A luta é urbana, o caminho esta ainda sendo construído.

   Ana Fani Alessandri Carlos   

             O urbano é agora a escala do mundo. O que esta posto para o debate como produto da contestação,  como momento em que a luta se impõe como necessidade e desejo (entrando em conflito com a passividade do cotidiano), numa escala mais ampla, é o "direito à cidade", como direito à vida urbana em sua plenitude. E só o debate e a reflexão permitirão pensar os passos seguintes.
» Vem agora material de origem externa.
//! The run-plan builder: for one output, fuse the price forecast (or
//! schedule fallback), the daily budget with shortfall carry-over, and
//! every constraint gate into an ON/OFF decision per half-hour slot.
//!
//! Plans are pure functions of their inputs: building twice from the same
//! context yields byte-identical slots. Cross-output parent gating is a
//! separate post-pass applied in topological order by the control loop.

use chrono::{DateTime, Datelike, Duration, NaiveDate, Utc};
use ordered_float::OrderedFloat;
use std::collections::{BTreeMap, HashMap};
use tracing::warn;

use crate::clock::Clock;
use crate::domain::{
    slot_floor, AppOverride, DailyBudget, HealthVerdict, OperatingSchedule, OutputConfig,
    PlanDecision, PlanMode, PlanSlot, PricePoint, ReasonCode, RunPlan, UnhealthyAction,
    SLOT_MINUTES,
};

/// Everything the builder needs for one output. Assembled by the control
/// loop from the latest worker snapshots.
pub struct PlanContext<'a> {
    pub clock: &'a Clock,
    pub now: DateTime<Utc>,
    pub lookback: Duration,
    pub horizon: Duration,
    /// Price per slot over the whole horizon. The caller fills holes with
    /// fallback points, so missing slots mean "no price known at all".
    pub prices: &'a [PricePoint],
    pub schedule: Option<&'a OperatingSchedule>,
    pub constraint_schedule: Option<&'a OperatingSchedule>,
    /// Verdict of the linked UPS, if the output has one.
    pub ups_verdict: Option<HealthVerdict>,
    pub app_override: Option<AppOverride>,
    /// Latest fresh probe temperatures by probe name; a stale or missing
    /// probe is simply absent.
    pub probe_temps: &'a HashMap<String, f64>,
    /// Hours already accumulated today (A).
    pub today_on_hours: f64,
    /// Carried shortfall from prior days (S).
    pub shortfall_hours: f64,
}

/// Working state for one slot before decisions are finalised.
struct SlotDraft {
    start: DateTime<Utc>,
    price: Option<f64>,
    eligible: bool,
    reason: ReasonCode,
    /// Hard exclusions an app override cannot beat.
    date_off: bool,
    ups_off: bool,
    schedule_hit: bool,
    schedule_price: Option<f64>,
}

/// Build the plan for one output over `[now - lookback, now + horizon)`.
pub fn build_plan(output: &OutputConfig, ctx: &PlanContext<'_>) -> RunPlan {
    let first = slot_floor(ctx.now - ctx.lookback);
    let end = slot_floor(ctx.now) + ctx.horizon;
    let price_by_slot: HashMap<DateTime<Utc>, f64> = ctx
        .prices
        .iter()
        .map(|p| (slot_floor(p.start), p.per_kwh))
        .collect();

    let mut drafts = Vec::new();
    let mut slot = first;
    while slot < end {
        drafts.push(draft_slot(output, ctx, slot, price_by_slot.get(&slot).copied()));
        slot += Duration::minutes(SLOT_MINUTES);
    }

    select_slots(output, ctx, &mut drafts);
    apply_app_override(ctx, &mut drafts);

    let slots = drafts
        .into_iter()
        .map(|d| PlanSlot {
            start: d.start,
            end: d.start + Duration::minutes(SLOT_MINUTES),
            decision: if d.eligible && is_on_reason(d.reason) {
                PlanDecision::On
            } else {
                PlanDecision::Off
            },
            reason: d.reason,
            price: d.price,
        })
        .collect();

    RunPlan {
        output: output.name.clone(),
        built_at: ctx.now,
        slots,
    }
}

fn is_on_reason(reason: ReasonCode) -> bool {
    matches!(
        reason,
        ReasonCode::ScheduleHit
            | ReasonCode::PriceBelowCeiling
            | ReasonCode::Priority
            | ReasonCode::AppOverride
    )
}

/// Step 1 of the algorithm: the eligibility mask with its base reason.
fn draft_slot(
    output: &OutputConfig,
    ctx: &PlanContext<'_>,
    start: DateTime<Utc>,
    price: Option<f64>,
) -> SlotDraft {
    let local = ctx.clock.local(start);
    let local_date = local.date_naive();
    let daylight = ctx.clock.daylight(local_date);

    let mut draft = SlotDraft {
        start,
        price,
        eligible: true,
        reason: ReasonCode::NotSelected,
        date_off: false,
        ups_off: false,
        schedule_hit: false,
        schedule_price: None,
    };

    if let Some(s) = ctx.schedule {
        let (hit, window_price) = s.in_window(local.weekday(), local.time(), daylight);
        draft.schedule_hit = hit;
        draft.schedule_price = window_price;
    }

    if output.in_dates_off(local_date) {
        draft.eligible = false;
        draft.date_off = true;
        draft.reason = ReasonCode::DateOff;
        return draft;
    }

    if ctx.ups_verdict == Some(HealthVerdict::Unhealthy)
        && output
            .ups_link
            .as_ref()
            .is_some_and(|l| l.action == UnhealthyAction::TurnOff)
    {
        draft.eligible = false;
        draft.ups_off = true;
        draft.reason = ReasonCode::ConstrainedOff;
        return draft;
    }

    if let Some(c) = ctx.constraint_schedule {
        let (hit, _) = c.in_window(local.weekday(), local.time(), daylight);
        if !hit {
            draft.eligible = false;
            draft.reason = ReasonCode::ConstrainedOff;
            return draft;
        }
    }

    if output.mode == PlanMode::Schedule && !draft.schedule_hit {
        draft.eligible = false;
        draft.reason = ReasonCode::NotSelected;
        return draft;
    }

    // A stale probe reading is absent from the map and therefore unknown:
    // it does not fail the constraint on its own.
    for t in &output.temp_constraints {
        if t.violated_by(ctx.probe_temps.get(&t.probe).copied()) {
            draft.eligible = false;
            draft.reason = ReasonCode::ConstrainedOff;
            return draft;
        }
    }

    if let Some(ov) = ctx.app_override {
        let applies = ov.active(ctx.now) && ov.expires_at.map_or(true, |exp| start < exp);
        if applies && !ov.target_on {
            draft.eligible = false;
            draft.reason = ReasonCode::ForcedOff;
            return draft;
        }
    }

    draft
}

/// Steps 2-5: budget arithmetic and slot selection, per local day.
fn select_slots(output: &OutputConfig, ctx: &PlanContext<'_>, drafts: &mut [SlotDraft]) {
    let today = ctx.clock.local_date(ctx.now);
    let current_slot = slot_floor(ctx.now);

    // Group selectable (current and future, eligible) slot indices by the
    // local day they start in.
    let mut by_day: BTreeMap<NaiveDate, Vec<usize>> = BTreeMap::new();
    for (i, d) in drafts.iter().enumerate() {
        if d.start >= current_slot && d.eligible {
            by_day.entry(ctx.clock.local_date(d.start)).or_default().push(i);
        }
    }

    for (day, indices) in by_day {
        // Accumulated hours and shortfall only count against today.
        let (accumulated, shortfall) = if day == today {
            (ctx.today_on_hours, ctx.shortfall_hours)
        } else {
            (0.0, 0.0)
        };
        match output.mode {
            PlanMode::BestPrice => {
                select_best_price(output, drafts, &indices, day, accumulated, shortfall)
            }
            PlanMode::Schedule => select_schedule(output, drafts, &indices, accumulated),
        }
    }
}

fn select_best_price(
    output: &OutputConfig,
    drafts: &mut [SlotDraft],
    indices: &[usize],
    day: NaiveDate,
    accumulated: f64,
    shortfall: f64,
) {
    let budget = &output.budget;
    let ceilings = &output.ceilings;
    let month = day.month();

    // Sort eligible slots cheapest first; stable on (price, start). Slots
    // with no price at all sort last and are never auto-selected.
    let mut order: Vec<usize> = indices.to_vec();
    order.sort_by_key(|&i| {
        (
            OrderedFloat(drafts[i].price.unwrap_or(f64::INFINITY)),
            drafts[i].start,
        )
    });

    if budget.wants_all_eligible(month) {
        for &i in indices {
            if let Some(price) = drafts[i].price {
                if price <= ceilings.max_best_price {
                    drafts[i].reason = ReasonCode::PriceBelowCeiling;
                } else {
                    drafts[i].reason = ReasonCode::PriceAboveCeiling;
                }
            }
        }
        return;
    }

    let target = budget.target_for_month(month);
    let carried = shortfall.min(budget.max_shortfall_hours);
    let mut need = (target - accumulated).max(0.0) + carried;
    need = need.min(budget.max_hours - accumulated).max(0.0);
    let need_slots = (need * 2.0).ceil() as usize;

    let mut selected = 0usize;
    for &i in &order {
        if selected >= need_slots {
            break;
        }
        let Some(price) = drafts[i].price else { break };
        if price > ceilings.max_best_price {
            break;
        }
        drafts[i].reason = ReasonCode::PriceBelowCeiling;
        selected += 1;
    }

    // Priority lift: make up towards min_hours from slots under the
    // priority ceiling, cheapest first.
    let min_slots = (budget.min_hours * 2.0).ceil() as usize;
    let run_slots = (accumulated * 2.0).floor() as usize;
    for &i in &order {
        if run_slots + selected >= min_slots {
            break;
        }
        if is_on_reason(drafts[i].reason) {
            continue;
        }
        let Some(price) = drafts[i].price else { break };
        if price > ceilings.max_priority_price {
            break;
        }
        drafts[i].reason = if price <= ceilings.max_best_price {
            ReasonCode::PriceBelowCeiling
        } else {
            ReasonCode::Priority
        };
        selected += 1;
    }

    if run_slots + selected < min_slots {
        warn!(
            output = %output.name,
            %day,
            selected,
            min_slots,
            "not enough eligible slots under the priority ceiling to reach min hours"
        );
    }

    // Annotate the remainder.
    for &i in indices {
        if drafts[i].reason == ReasonCode::NotSelected {
            if let Some(price) = drafts[i].price {
                if price > ceilings.max_best_price {
                    drafts[i].reason = ReasonCode::PriceAboveCeiling;
                }
            }
        }
    }
}

fn select_schedule(
    output: &OutputConfig,
    drafts: &mut [SlotDraft],
    indices: &[usize],
    accumulated: f64,
) {
    let max_slots = (output.budget.max_hours * 2.0).floor() as usize;
    let run_slots = (accumulated * 2.0).floor() as usize;
    let mut selected = 0usize;
    for &i in indices {
        if drafts[i].schedule_hit {
            if run_slots + selected >= max_slots {
                break;
            }
            drafts[i].reason = ReasonCode::ScheduleHit;
            selected += 1;
        }
    }
}

/// Step 7: an active ON override forces its slots on regardless of
/// selection, except where a date exclusion or UPS turn-off stands.
fn apply_app_override(ctx: &PlanContext<'_>, drafts: &mut [SlotDraft]) {
    let Some(ov) = ctx.app_override else { return };
    if !ov.target_on || !ov.active(ctx.now) {
        return;
    }
    let current_slot = slot_floor(ctx.now);
    for d in drafts.iter_mut() {
        if d.start < current_slot {
            continue;
        }
        if let Some(exp) = ov.expires_at {
            if d.start >= exp {
                continue;
            }
        }
        if d.date_off || d.ups_off {
            continue;
        }
        d.eligible = true;
        d.reason = ReasonCode::AppOverride;
    }
}

/// Gate a child plan on its parent's: a child slot stays ON only where the
/// parent plan also has that slot ON.
pub fn apply_parent_gate(child: &mut RunPlan, parent: &RunPlan) {
    for slot in &mut child.slots {
        if slot.decision == PlanDecision::On && parent.decision_at(slot.start) != PlanDecision::On {
            slot.decision = PlanDecision::Off;
            slot.reason = ReasonCode::ParentGated;
        }
    }
}

/// Midnight rollover: yesterday's unmet target carries forward, bounded.
/// An all-eligible target resets the carry entirely.
pub fn roll_shortfall(
    budget: &DailyBudget,
    month: u32,
    yesterday_actual_hours: f64,
    old_shortfall: f64,
) -> f64 {
    let target = budget.target_for_month(month);
    if target == DailyBudget::ALL_ELIGIBLE {
        return 0.0;
    }
    (target - yesterday_actual_hours + old_shortfall)
        .clamp(0.0, budget.max_shortfall_hours)
}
                O corpo tomando os espaços construídos para os carros vão revelando os conflitos que estão na base de nossa sociedade. Algumas questões aparecem no horizonte: a) o voto na urna tem justificado, que depois de eleito, o político e o partido podem fazer o que quiserem e como quiserem.  Os partidos políticos fazem alianças sem se preocupar com o que a sociedade pensa, mas em "nome dela". Um minúsculo exemplo revela o modo como se faz política no Brasil: o vice-governador de São Paulo é ministro e não vê nenhum problema nesta atitude, e todos acham normal e pior, acham que é tema para o debate! Seria irônico se não fosse trágico! O exercício de  nossa democracia precisa ser repensada;  b) as ruas - espaços públicos por excelência, mas pensado como lugar dos carros - apontam  indignação e descontentamento com a vida na metrópole e o modo como se constrói o espaço urbano separando moradia do trabalho e lazer. A proposta do "Arco do Futuro" não vai  resolver este problema. Os frequentes processo de valorização do espaço urbano tem afastado os pobres para  periferias cada vez mais distantes,  situação que o projeto vai aprofundar; c) o transporte é apenas um dos direitos do cidadão. Ele precisa morar dignamente, ter acesso a saúde, alimentação. Ele precisa de educação de qualidade e cultura, ao lazer. E acesso ao centro e a centralidade metropolitana! Diretos de ir e vir, num transporte coletivo digno e ubíquo na metrópole que garanta, em pouco tempo, o direito de acesso à vida na metrópole e com horários estendidos. Não se diminui o preço da passagem de ônibus aumentando o IPTU, mas repensando o orçamento e suas prioridades, o modo com o ele se constrói  as alianças que privilegiam os setores imobiliários, as empresas de  transporte, as grandes construtoras, o modo como se abrem os cofres públicos criando infraestrutura e incentivos para a iniciativa privada, sob o discurso de que geram empregos; d) o aprofundamento da  segregação como característica de uma metrópole que se constitui  como negócio passível de ser lida  pela valorização advinda da construção de infraestrutura que abre espaço para novos negócios privados em detrimento dos moradores dos lugares atingidos, posto que expulsam a "população não compatível" (para utilizar um termo corrente no planejamento) nas das áreas renovadas, etc..

                A cidadania não tem por conteúdo a qualidade de vida, nem sem reduz à posse de  bens de consumo. As manifestações urbanas, por excelência, apontam os problemas vividos e, porque urbanas, reúnem uma gama de situações que iluminam os níveis da realização da vida e da necessidade de participação, de forma mais ativa, nas decisões. Portanto o direito de ser ouvido e de participar dos rumos da sociedade como um todo.

Numa sociedade urbana a luta realiza-se  de outra forma e o modo de lidar com ela é não criminalizá-la nem subestimá-la. Estamos adentrando numa nova forma de sociedade que exige uma novo modo de diálogo que é o que esta sendo construído, agora, nas ruas.